# Saved data entries
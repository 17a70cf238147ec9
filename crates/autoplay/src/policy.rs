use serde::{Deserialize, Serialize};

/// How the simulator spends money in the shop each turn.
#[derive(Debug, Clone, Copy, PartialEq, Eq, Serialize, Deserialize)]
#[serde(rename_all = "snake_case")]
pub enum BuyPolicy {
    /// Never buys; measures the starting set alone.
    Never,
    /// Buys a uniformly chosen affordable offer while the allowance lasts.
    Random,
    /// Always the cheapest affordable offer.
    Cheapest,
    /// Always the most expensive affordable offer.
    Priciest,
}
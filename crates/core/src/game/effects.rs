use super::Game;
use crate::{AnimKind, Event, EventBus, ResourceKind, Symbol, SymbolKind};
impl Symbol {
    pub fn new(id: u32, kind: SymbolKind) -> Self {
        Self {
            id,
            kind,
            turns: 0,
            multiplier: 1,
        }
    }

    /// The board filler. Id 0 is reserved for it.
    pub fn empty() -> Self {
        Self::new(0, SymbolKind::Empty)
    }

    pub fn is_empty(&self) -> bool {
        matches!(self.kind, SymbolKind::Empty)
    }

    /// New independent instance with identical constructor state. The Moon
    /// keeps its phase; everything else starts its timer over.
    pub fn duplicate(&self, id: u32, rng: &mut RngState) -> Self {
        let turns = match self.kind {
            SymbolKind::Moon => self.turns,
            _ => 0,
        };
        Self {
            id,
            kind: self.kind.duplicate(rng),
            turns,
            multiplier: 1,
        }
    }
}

---

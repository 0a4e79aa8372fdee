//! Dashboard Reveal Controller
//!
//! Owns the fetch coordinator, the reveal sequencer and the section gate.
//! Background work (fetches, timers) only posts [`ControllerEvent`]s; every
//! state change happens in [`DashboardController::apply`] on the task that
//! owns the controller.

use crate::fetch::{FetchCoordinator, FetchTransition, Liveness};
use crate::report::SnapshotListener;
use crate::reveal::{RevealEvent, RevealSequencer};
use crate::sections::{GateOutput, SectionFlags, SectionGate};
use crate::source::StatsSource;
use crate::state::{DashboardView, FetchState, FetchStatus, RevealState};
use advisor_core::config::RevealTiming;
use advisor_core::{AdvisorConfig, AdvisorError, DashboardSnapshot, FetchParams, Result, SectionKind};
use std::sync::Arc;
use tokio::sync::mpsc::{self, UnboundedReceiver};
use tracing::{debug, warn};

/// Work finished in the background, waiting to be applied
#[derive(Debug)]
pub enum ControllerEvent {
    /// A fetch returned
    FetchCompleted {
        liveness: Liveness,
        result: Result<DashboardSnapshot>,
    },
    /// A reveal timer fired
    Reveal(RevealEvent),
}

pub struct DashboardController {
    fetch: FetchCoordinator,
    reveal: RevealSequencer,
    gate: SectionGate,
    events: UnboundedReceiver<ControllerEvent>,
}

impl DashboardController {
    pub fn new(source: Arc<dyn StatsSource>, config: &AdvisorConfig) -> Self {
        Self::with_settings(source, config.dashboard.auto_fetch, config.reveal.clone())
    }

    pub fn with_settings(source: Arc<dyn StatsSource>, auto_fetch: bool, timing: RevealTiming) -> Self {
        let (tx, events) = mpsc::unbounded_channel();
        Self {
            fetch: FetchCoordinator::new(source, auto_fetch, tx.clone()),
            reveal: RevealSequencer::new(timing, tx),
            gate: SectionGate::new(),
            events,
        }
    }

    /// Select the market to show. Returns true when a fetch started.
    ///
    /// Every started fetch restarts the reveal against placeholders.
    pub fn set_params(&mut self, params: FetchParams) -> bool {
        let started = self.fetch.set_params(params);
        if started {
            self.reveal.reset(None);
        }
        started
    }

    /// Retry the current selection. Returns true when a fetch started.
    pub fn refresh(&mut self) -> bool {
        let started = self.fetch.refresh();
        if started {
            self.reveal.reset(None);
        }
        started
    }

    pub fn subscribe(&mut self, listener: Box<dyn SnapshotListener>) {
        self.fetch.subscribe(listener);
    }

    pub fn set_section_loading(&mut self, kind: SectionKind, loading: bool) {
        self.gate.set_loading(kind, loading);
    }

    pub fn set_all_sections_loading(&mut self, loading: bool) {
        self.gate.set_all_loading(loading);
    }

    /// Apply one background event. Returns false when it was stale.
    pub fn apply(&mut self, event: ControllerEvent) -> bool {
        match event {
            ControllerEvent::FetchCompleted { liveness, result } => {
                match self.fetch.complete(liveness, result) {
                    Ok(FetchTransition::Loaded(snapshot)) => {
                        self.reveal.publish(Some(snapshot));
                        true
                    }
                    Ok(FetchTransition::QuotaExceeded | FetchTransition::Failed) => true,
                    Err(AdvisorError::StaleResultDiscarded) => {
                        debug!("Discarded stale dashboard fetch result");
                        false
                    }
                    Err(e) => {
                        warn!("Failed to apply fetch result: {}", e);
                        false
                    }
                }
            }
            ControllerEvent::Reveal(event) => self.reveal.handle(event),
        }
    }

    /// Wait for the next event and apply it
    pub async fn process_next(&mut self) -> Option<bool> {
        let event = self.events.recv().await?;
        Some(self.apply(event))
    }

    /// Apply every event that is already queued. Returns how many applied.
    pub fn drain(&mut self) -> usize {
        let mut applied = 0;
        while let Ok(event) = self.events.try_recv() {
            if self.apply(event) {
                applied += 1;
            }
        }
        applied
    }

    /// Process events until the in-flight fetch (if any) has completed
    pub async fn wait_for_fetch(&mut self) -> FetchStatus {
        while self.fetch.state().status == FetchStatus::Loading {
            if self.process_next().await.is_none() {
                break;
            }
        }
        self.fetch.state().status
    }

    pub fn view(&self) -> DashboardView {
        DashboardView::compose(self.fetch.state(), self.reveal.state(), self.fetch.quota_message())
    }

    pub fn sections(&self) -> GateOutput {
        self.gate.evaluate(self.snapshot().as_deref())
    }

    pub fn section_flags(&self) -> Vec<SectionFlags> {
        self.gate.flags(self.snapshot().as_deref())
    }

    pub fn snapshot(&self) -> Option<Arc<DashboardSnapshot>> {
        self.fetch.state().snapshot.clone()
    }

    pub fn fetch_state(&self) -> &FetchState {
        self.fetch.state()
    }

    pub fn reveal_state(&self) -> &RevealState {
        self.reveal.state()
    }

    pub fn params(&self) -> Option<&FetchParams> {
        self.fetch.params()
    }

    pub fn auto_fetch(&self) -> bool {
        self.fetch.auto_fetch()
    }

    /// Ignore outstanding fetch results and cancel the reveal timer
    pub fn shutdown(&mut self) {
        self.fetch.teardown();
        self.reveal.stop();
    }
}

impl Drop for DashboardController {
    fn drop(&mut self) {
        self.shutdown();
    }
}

# Directions for this task
Across all the records above, find each line with "Serialize" in it and copy it.

# Output for this task
use serde::{Deserialize, Serialize};
#[derive(Debug, Clone, Copy, PartialEq, Eq, Serialize, Deserialize)]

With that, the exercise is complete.